Among the entries below, find each line with "when" and show it.
--- Data for the task ---
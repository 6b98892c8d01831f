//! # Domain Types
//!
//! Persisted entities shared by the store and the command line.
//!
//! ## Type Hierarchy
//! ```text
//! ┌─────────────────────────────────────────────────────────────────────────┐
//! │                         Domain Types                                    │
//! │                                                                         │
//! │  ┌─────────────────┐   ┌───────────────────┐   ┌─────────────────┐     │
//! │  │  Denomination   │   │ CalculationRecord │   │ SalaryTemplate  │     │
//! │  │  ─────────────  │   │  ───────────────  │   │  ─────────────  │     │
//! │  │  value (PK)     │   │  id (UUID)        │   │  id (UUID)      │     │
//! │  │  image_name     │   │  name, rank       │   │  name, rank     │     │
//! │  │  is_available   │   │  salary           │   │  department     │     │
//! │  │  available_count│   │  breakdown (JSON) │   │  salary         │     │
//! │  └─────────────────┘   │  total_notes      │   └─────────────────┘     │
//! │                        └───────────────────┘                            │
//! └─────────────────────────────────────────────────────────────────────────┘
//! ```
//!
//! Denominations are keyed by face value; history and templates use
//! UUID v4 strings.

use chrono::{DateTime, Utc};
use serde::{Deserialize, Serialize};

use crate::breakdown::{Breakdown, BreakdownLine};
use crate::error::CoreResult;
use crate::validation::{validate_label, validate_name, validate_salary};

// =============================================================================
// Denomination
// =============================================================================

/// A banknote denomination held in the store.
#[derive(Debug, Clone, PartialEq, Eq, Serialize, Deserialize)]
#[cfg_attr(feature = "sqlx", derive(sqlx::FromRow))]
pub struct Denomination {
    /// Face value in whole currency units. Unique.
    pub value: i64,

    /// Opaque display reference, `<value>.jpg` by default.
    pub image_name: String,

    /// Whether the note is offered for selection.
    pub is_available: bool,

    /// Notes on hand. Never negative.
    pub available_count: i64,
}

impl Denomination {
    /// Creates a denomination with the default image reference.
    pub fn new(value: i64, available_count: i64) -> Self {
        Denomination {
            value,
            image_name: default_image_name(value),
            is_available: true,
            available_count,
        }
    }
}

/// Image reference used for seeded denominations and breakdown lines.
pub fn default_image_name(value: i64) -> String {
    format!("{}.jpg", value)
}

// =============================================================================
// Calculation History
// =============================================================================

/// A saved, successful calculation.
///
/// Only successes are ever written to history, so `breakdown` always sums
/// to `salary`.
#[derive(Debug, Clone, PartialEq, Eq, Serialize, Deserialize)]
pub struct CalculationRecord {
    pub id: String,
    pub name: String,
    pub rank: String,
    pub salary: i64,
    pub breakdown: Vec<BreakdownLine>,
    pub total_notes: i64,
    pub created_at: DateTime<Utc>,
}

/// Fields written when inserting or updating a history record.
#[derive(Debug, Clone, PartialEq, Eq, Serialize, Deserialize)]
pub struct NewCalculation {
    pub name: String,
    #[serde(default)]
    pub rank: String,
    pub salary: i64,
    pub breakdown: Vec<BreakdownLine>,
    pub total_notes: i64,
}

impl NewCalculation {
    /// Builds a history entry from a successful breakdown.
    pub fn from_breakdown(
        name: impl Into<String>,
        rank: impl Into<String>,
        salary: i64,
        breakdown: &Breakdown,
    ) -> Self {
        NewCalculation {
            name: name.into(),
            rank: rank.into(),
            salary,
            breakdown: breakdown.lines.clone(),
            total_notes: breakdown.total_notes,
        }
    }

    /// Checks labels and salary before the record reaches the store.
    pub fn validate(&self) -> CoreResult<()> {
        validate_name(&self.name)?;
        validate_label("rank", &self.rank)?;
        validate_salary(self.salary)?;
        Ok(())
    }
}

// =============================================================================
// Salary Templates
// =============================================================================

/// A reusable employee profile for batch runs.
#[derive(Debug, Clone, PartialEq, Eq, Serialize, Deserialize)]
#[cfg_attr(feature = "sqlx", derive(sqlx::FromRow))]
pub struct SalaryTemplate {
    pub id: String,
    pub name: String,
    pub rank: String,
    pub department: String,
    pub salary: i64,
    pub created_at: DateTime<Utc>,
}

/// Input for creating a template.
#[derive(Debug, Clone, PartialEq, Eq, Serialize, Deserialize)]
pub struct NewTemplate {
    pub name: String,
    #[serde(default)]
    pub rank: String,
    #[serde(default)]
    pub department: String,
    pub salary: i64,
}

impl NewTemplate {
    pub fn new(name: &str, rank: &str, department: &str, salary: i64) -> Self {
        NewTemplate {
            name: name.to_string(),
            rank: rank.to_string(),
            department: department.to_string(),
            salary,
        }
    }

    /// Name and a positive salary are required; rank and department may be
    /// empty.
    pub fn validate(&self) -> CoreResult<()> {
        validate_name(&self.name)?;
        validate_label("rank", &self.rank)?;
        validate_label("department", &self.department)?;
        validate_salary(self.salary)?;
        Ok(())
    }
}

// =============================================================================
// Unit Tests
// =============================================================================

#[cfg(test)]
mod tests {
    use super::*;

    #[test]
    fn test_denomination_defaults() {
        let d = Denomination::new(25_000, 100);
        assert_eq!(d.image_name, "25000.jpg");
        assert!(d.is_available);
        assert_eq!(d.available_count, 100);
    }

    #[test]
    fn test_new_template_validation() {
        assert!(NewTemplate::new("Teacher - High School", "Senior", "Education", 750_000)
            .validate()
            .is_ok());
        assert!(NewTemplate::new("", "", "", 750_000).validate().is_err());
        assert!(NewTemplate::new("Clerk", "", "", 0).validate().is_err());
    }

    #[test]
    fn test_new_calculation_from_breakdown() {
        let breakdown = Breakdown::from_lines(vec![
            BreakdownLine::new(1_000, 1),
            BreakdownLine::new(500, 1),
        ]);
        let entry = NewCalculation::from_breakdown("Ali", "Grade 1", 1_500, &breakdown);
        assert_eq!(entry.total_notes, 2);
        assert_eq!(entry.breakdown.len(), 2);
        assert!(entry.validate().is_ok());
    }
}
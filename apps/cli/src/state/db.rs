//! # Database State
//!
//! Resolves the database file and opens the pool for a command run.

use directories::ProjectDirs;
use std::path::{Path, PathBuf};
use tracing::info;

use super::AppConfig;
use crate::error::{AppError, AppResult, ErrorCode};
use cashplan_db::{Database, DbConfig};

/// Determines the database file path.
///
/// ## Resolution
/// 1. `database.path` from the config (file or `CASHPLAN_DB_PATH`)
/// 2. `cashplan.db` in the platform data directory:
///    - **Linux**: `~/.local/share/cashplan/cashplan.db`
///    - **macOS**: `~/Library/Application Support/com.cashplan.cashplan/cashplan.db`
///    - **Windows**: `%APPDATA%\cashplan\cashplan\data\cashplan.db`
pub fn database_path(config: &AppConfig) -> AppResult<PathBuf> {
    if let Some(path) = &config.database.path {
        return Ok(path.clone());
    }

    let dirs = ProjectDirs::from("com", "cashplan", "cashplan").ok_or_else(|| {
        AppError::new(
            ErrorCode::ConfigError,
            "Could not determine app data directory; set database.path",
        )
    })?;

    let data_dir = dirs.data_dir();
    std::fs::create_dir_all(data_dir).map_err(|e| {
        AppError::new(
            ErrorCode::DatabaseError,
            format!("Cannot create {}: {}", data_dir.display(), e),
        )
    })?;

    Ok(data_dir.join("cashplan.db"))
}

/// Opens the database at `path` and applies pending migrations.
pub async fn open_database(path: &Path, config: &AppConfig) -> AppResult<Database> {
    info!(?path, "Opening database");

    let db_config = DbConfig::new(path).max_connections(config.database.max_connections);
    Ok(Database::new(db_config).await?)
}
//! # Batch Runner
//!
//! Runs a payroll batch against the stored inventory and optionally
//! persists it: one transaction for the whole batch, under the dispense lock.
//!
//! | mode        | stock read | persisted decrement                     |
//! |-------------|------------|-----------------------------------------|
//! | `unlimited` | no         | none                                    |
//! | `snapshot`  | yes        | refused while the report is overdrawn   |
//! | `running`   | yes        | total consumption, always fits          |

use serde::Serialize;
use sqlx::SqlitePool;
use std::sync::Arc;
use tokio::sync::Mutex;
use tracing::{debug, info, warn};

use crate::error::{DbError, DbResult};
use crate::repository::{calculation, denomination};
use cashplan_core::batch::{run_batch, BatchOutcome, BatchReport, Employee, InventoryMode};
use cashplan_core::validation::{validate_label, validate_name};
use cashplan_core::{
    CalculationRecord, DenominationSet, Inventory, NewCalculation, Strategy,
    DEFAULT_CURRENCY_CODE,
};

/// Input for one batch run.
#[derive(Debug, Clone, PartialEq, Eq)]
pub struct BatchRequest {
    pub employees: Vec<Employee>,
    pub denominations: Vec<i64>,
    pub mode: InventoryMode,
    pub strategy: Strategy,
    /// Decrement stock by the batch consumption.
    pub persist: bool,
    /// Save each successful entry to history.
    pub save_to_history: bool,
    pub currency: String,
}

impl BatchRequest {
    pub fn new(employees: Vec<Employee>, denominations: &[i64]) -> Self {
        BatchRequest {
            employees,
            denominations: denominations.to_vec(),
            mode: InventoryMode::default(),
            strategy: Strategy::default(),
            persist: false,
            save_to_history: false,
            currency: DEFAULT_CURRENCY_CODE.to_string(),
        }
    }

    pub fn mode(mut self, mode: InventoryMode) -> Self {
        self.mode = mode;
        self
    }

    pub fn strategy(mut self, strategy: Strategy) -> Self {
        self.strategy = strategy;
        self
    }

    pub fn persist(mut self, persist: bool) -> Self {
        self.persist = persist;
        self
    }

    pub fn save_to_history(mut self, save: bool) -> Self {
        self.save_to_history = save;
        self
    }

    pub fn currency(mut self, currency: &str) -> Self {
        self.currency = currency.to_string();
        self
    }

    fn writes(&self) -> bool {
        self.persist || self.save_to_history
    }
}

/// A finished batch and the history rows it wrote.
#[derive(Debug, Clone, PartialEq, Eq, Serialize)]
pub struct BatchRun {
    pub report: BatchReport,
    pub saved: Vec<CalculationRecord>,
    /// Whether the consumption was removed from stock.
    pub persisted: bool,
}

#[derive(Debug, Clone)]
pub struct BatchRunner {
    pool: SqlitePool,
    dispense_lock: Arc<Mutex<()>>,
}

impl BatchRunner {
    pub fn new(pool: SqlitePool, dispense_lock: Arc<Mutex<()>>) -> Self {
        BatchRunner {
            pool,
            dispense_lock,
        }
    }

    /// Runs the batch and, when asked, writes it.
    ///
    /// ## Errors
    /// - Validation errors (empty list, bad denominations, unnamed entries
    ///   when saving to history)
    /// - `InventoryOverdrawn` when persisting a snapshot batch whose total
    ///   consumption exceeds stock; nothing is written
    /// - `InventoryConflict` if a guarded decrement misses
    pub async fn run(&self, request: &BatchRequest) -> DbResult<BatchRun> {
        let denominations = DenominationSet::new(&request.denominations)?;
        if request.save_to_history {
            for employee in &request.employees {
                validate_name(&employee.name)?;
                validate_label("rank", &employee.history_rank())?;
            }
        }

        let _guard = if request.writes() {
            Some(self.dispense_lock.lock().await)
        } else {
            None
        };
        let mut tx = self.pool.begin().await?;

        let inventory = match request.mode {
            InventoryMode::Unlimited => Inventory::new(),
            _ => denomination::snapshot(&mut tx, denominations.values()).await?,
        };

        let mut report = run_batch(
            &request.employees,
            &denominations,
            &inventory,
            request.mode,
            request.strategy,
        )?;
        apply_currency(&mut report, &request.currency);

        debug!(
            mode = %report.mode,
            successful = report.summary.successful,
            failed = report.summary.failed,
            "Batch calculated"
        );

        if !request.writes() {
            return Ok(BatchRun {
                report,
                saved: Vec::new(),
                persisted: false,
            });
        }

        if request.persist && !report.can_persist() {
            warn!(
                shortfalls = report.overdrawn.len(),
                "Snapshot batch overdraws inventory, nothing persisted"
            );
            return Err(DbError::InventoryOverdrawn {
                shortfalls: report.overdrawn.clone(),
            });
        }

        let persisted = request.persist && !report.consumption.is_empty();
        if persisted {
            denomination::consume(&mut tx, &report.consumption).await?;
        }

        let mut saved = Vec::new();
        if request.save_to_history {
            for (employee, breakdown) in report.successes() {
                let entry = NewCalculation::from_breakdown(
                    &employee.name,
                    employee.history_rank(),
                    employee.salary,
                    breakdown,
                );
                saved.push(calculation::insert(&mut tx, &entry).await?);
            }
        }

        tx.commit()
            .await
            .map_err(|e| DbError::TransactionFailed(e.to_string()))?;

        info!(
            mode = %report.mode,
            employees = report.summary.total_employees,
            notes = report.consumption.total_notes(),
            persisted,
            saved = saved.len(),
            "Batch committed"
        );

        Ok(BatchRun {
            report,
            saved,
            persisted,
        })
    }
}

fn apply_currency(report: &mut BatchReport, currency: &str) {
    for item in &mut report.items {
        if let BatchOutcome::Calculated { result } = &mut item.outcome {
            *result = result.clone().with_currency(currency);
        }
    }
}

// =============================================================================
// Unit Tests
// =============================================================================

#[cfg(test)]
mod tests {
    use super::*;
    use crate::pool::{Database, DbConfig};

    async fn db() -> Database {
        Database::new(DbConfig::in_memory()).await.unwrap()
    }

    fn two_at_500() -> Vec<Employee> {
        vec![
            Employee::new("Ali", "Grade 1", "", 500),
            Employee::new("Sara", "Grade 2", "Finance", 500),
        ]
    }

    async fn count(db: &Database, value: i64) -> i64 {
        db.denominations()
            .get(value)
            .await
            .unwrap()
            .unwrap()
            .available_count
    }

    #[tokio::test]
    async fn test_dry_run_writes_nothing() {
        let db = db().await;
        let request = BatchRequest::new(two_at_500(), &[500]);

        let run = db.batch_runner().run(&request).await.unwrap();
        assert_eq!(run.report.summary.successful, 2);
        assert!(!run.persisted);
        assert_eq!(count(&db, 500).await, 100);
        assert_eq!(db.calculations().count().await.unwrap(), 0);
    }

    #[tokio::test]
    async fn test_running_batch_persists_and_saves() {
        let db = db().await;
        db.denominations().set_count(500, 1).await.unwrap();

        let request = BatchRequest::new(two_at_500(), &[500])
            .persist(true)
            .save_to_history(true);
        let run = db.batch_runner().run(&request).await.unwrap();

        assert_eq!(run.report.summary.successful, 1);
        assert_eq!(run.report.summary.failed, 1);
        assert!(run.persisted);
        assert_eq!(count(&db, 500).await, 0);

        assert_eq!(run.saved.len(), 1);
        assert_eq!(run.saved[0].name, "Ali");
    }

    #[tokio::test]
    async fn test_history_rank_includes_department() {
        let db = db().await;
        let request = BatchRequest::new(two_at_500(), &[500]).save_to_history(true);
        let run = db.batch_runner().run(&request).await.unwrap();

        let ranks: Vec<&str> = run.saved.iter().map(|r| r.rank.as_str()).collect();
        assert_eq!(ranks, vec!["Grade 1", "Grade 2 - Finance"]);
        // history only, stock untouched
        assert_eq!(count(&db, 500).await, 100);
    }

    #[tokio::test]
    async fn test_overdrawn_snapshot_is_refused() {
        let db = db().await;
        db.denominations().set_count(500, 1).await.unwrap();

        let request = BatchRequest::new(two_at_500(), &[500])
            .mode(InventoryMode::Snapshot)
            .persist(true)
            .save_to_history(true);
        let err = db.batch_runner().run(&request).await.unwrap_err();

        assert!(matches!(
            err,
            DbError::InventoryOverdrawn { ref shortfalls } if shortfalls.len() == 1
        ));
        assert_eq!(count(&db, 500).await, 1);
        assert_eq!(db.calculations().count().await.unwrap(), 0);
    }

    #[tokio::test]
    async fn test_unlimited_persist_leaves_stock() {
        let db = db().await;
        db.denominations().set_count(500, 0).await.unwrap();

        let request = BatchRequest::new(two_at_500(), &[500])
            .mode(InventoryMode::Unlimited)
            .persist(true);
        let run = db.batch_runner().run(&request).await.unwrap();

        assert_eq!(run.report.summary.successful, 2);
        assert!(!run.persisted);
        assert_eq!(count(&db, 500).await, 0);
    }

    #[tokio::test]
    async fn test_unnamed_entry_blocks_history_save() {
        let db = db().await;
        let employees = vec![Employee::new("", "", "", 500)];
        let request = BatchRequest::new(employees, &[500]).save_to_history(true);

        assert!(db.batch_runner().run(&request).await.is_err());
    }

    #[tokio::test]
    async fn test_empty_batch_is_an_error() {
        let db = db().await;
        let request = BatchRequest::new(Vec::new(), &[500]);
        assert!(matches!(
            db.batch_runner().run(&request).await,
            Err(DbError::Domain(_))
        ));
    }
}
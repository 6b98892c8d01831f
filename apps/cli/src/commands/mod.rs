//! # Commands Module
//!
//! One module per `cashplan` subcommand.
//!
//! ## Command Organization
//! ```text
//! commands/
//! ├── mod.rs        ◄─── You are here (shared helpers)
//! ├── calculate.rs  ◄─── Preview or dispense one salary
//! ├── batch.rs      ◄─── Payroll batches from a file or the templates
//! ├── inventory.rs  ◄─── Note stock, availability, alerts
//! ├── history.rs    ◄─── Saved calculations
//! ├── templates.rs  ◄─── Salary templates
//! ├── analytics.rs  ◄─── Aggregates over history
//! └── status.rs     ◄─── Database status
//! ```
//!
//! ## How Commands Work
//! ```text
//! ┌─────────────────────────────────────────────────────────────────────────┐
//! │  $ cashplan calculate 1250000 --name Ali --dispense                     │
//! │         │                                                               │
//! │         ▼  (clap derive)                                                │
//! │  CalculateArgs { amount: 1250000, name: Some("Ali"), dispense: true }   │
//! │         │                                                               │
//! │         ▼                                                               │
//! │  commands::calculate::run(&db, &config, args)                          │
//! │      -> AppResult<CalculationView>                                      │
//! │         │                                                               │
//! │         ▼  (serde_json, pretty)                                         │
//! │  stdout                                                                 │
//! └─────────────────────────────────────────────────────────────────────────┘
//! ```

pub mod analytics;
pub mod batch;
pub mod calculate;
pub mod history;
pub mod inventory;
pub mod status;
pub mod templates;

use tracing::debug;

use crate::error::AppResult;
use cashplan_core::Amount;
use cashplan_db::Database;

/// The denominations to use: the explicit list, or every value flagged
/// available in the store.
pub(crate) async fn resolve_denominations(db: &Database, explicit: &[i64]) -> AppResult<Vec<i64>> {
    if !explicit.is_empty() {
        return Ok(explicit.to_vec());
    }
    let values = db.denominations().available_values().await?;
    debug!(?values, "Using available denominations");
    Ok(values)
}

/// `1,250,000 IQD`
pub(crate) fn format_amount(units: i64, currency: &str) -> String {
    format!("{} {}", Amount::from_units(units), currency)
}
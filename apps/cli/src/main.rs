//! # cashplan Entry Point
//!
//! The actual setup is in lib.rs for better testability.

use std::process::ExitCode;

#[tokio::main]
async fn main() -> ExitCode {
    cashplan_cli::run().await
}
---
■ Final answer ■
/// Fields written when inserting or updating a history record.
    /// Runs the batch and, when asked, writes it.
    ///   when saving to history)
    /// - `InventoryOverdrawn` when persisting a snapshot batch whose total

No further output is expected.